Screenshot 2024-09-05 at 11 26 20 AM

Also failed on my office workstation with 0.0.39. Logged into a cluster node and no issues with 0.0.39. Maybe I need a new workstation!

@pford That is strange. Maybe try creating a new Python 3.11 environment.

Actually, I used my workstation environment on the cluster node. I created a new environment and it failed the same way.

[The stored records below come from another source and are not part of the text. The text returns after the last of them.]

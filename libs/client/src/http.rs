//! Kubernetes REST implementation of [`ClusterAccess`].

use std::time::Duration;

use async_trait::async_trait;
use mapicheck_model::{
    GroupResource, LabelSelector, Machine, MachineSet, Node, ResourceKind, Scale,
};
use reqwest::header::{HeaderMap, HeaderValue, ACCEPT, AUTHORIZATION};
use reqwest::StatusCode;
use serde::de::DeserializeOwned;
use tracing::{debug, warn};

use crate::wire::{
    replay_scale, scale_from_value, List, ScaleUpdate, StatusBody, WireMachine, WireMachineSet,
    WireNode,
};
use crate::{ClusterAccess, ClusterError};

/// Connection settings for [`HttpCluster`].
#[derive(Debug, Clone)]
pub struct HttpClusterConfig {
    /// API server URL (example: https://api.cluster.example:6443).
    pub api_url: String,

    /// Bearer token, if the API server requires one.
    pub token: Option<String>,

    /// Skip TLS certificate verification.
    pub insecure_skip_tls_verify: bool,

    /// Per-request timeout.
    pub request_timeout: Duration,

    /// API group serving machines and machine-sets.
    pub machine_api_group: String,

    /// Version of the machine API group.
    pub machine_api_version: String,
}

impl Default for HttpClusterConfig {
    fn default() -> Self {
        Self {
            api_url: "https://127.0.0.1:6443".to_string(),
            token: None,
            insecure_skip_tls_verify: false,
            request_timeout: Duration::from_secs(30),
            machine_api_group: "machine.openshift.io".to_string(),
            machine_api_version: "v1beta1".to_string(),
        }
    }
}

/// Cluster access over the Kubernetes REST API.
#[derive(Debug, Clone)]
pub struct HttpCluster {
    client: reqwest::Client,
    base_url: String,
    machine_api_group: String,
    machine_api_version: String,
}

impl HttpCluster {
    /// Create a new client.
    pub fn new(config: &HttpClusterConfig) -> Result<Self, ClusterError> {
        let mut headers = HeaderMap::new();
        headers.insert(ACCEPT, HeaderValue::from_static("application/json"));

        if let Some(token) = &config.token {
            let value = HeaderValue::from_str(&format!("Bearer {token}")).map_err(|_| {
                ClusterError::Config("bearer token contains invalid header characters".to_string())
            })?;
            headers.insert(AUTHORIZATION, value);
        }

        let client = reqwest::Client::builder()
            .default_headers(headers)
            .timeout(config.request_timeout)
            .danger_accept_invalid_certs(config.insecure_skip_tls_verify)
            .build()?;

        Ok(Self {
            client,
            base_url: config.api_url.trim_end_matches('/').to_string(),
            machine_api_group: config.machine_api_group.clone(),
            machine_api_version: config.machine_api_version.clone(),
        })
    }

    fn url(&self, path: &str) -> String {
        format!("{}{}", self.base_url, path)
    }

    /// Collection path for a namespaced resource of `group` (empty = core).
    fn namespaced_path(&self, group: &str, version: &str, namespace: &str, resource: &str) -> String {
        if group.is_empty() {
            format!("/api/{version}/namespaces/{namespace}/{resource}")
        } else {
            format!("/apis/{group}/{version}/namespaces/{namespace}/{resource}")
        }
    }

    fn machines_path(&self, namespace: &str) -> String {
        self.namespaced_path(
            &self.machine_api_group,
            &self.machine_api_version,
            namespace,
            "machines",
        )
    }

    fn scale_path(&self, resource: &GroupResource, namespace: &str, name: &str) -> String {
        let version = if resource.group == self.machine_api_group {
            self.machine_api_version.as_str()
        } else {
            "v1"
        };
        let collection = self.namespaced_path(&resource.group, version, namespace, &resource.resource);
        format!("{collection}/{name}/scale")
    }

    async fn get_json<T: DeserializeOwned>(
        &self,
        kind: ResourceKind,
        name: &str,
        path: &str,
        query: &[(&str, String)],
    ) -> Result<T, ClusterError> {
        debug!(kind = %kind, path, "GET");
        let response = self.client.get(self.url(path)).query(query).send().await?;
        decode(kind, name, response).await
    }
}

async fn decode<T: DeserializeOwned>(
    kind: ResourceKind,
    name: &str,
    response: reqwest::Response,
) -> Result<T, ClusterError> {
    let response = check_status(kind, name, response).await?;
    let body = response.bytes().await?;
    serde_json::from_slice(&body).map_err(|e| ClusterError::Decode {
        kind,
        message: e.to_string(),
    })
}

fn decode_scale(value: serde_json::Value) -> Result<Scale, ClusterError> {
    scale_from_value(value).map_err(|e| ClusterError::Decode {
        kind: ResourceKind::Scale,
        message: e.to_string(),
    })
}

async fn check_status(
    kind: ResourceKind,
    name: &str,
    response: reqwest::Response,
) -> Result<reqwest::Response, ClusterError> {
    let status = response.status();
    if status.is_success() {
        return Ok(response);
    }
    if status == StatusCode::NOT_FOUND {
        return Err(ClusterError::not_found(kind, name));
    }

    let body: StatusBody = response.json().await.unwrap_or_default();
    warn!(
        kind = %kind,
        name,
        status = status.as_u16(),
        reason = %body.reason,
        "API request failed"
    );
    Err(ClusterError::Api {
        status: status.as_u16(),
        reason: body.reason,
        message: body.message,
    })
}

#[async_trait]
impl ClusterAccess for HttpCluster {
    async fn list_nodes(&self, selector: &LabelSelector) -> Result<Vec<Node>, ClusterError> {
        let mut query = Vec::new();
        if !selector.is_empty() {
            query.push(("labelSelector", selector.to_string()));
        }
        let list: List<WireNode> = self
            .get_json(ResourceKind::Node, "", "/api/v1/nodes", &query)
            .await?;
        Ok(list.items.into_iter().map(Node::from).collect())
    }

    async fn get_node(&self, name: &str) -> Result<Node, ClusterError> {
        let path = format!("/api/v1/nodes/{name}");
        let node: WireNode = self.get_json(ResourceKind::Node, name, &path, &[]).await?;
        Ok(node.into())
    }

    async fn list_machines(&self, namespace: &str) -> Result<Vec<Machine>, ClusterError> {
        let path = self.machines_path(namespace);
        let list: List<WireMachine> = self
            .get_json(ResourceKind::Machine, "", &path, &[])
            .await?;
        Ok(list.items.into_iter().map(Machine::from).collect())
    }

    async fn get_machine(&self, namespace: &str, name: &str) -> Result<Machine, ClusterError> {
        let path = format!("{}/{}", self.machines_path(namespace), name);
        let machine: WireMachine = self
            .get_json(ResourceKind::Machine, name, &path, &[])
            .await?;
        Ok(machine.into())
    }

    async fn delete_machine(&self, namespace: &str, name: &str) -> Result<(), ClusterError> {
        let path = format!("{}/{}", self.machines_path(namespace), name);
        debug!(path, "DELETE");
        let response = self.client.delete(self.url(&path)).send().await?;
        check_status(ResourceKind::Machine, name, response).await?;
        Ok(())
    }

    async fn list_machine_sets(&self, namespace: &str) -> Result<Vec<MachineSet>, ClusterError> {
        let path = self.namespaced_path(
            &self.machine_api_group,
            &self.machine_api_version,
            namespace,
            "machinesets",
        );
        let list: List<WireMachineSet> = self
            .get_json(ResourceKind::MachineSet, "", &path, &[])
            .await?;
        Ok(list.items.into_iter().map(MachineSet::from).collect())
    }

    async fn get_scale(
        &self,
        resource: &GroupResource,
        namespace: &str,
        name: &str,
    ) -> Result<Scale, ClusterError> {
        let path = self.scale_path(resource, namespace, name);
        let value: serde_json::Value = self.get_json(ResourceKind::Scale, name, &path, &[]).await?;
        decode_scale(value)
    }

    async fn update_scale(
        &self,
        resource: &GroupResource,
        scale: &Scale,
    ) -> Result<Scale, ClusterError> {
        let path = self.scale_path(resource, &scale.namespace, &scale.name);
        debug!(path, replicas = scale.replicas, "PUT");
        let request = self.client.put(self.url(&path));
        let request = match replay_scale(scale) {
            Some(body) => request.json(&body),
            None => request.json(&ScaleUpdate::from(scale)),
        };
        let response = request.send().await?;
        let stored: serde_json::Value = decode(ResourceKind::Scale, &scale.name, response).await?;
        decode_scale(stored)
    }
}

I added code in xradio.conversion.create_data_variables to re-raise the exception, and the traceback when it was loading DATA for the failing partition was:

 Traceback (most recent call last):
  File "/home/groot/casa/github/casagui/convert_3C129.py", line 6, in <module>
    convert_msv2_to_processing_set(in_file=in_file, out_file=out_file)
  File "/home/groot/casa/github/xradio/src/xradio/vis/convert_msv2_to_processing_set.py", line 104, in convert_msv2_to_processing_set
    convert_and_write_partition(
  File "/home/groot/casa/github/xradio/src/xradio/vis/_vis_utils/_ms/conversion.py", line 820, in convert_and_write_partition
    create_data_variables(
  File "/home/groot/casa/github/xradio/src/xradio/vis/_vis_utils/_ms/conversion.py", line 605, in create_data_variables
    raise(e)
  File "/home/groot/casa/github/xradio/src/xradio/vis/_vis_utils/_ms/conversion.py", line 583, in create_data_variables
    read_col_conversion(
  File "/home/groot/casa/github/xradio/src/xradio/vis/_vis_utils/_ms/_tables/read.py", line 1284, in read_col_conversion
    data[tidxs, bidxs] = tb_tool.getcol(col)
                         ^^^^^^^^^^^^^^^^^^^
  File "/home/groot/anaconda3/envs/xradio_env/lib/python3.11/site-packages/casacore/tables/table.py", line 1034, in getcol
    return self._getcol(columnname, startrow, nrow, rowincr)
           ^^^^^^^^^^^^^^^^^^^^^^^^^^^^^^^^^^^^^^^^^^^^^^^^^
MemoryError

I reverted the code then tried convert_msv2_to_processing_set(use_table_iterator=True). DATA still failed and then got this memory error when loading WEIGHT:

Traceback (most recent call last):
  File "/home/groot/casa/github/casagui/convert_3C129.py", line 6, in <module>
    convert_msv2_to_processing_set(in_file=in_file, out_file=out_file, use_table_iter=True)
  File "/home/groot/casa/github/xradio/src/xradio/vis/convert_msv2_to_processing_set.py", line 104, in convert_msv2_to_processing_set
    convert_and_write_partition(
  File "/home/groot/casa/github/xradio/src/xradio/vis/_vis_utils/_ms/conversion.py", line 816, in convert_and_write_partition
    create_data_variables(
  File "/home/groot/casa/github/xradio/src/xradio/vis/_vis_utils/_ms/conversion.py", line 606, in create_data_variables
    xds = get_weight(
          ^^^^^^^^^^^
  File "/home/groot/casa/github/xradio/src/xradio/vis/_vis_utils/_ms/conversion.py", line 641, in get_weight
    np.tile(
  File "/home/groot/anaconda3/envs/xradio_env/lib/python3.11/site-packages/numpy/lib/_shape_base_impl.py", line 1284, in tile
    c = c.reshape(-1, n).repeat(nrep, 0)
        ^^^^^^^^^^^^^^^^^^^^^^^^^^^^^^^^
numpy._core._exceptions._ArrayMemoryError: Unable to allocate 2.95 GiB for an array with shape (197793792, 4) and data type float32

So, two issues:

  • With logger in debug mode, you get the message Could not load column (no column name!) from this line: logger.debug("Could not load column", col), should be ("Could not load column " + col) or maybe str(col) as in this logger message (but I think col is a str)?
  • Whether you get the log message or not, should this just fail silently and go on if DATA cannot be loaded in a partition?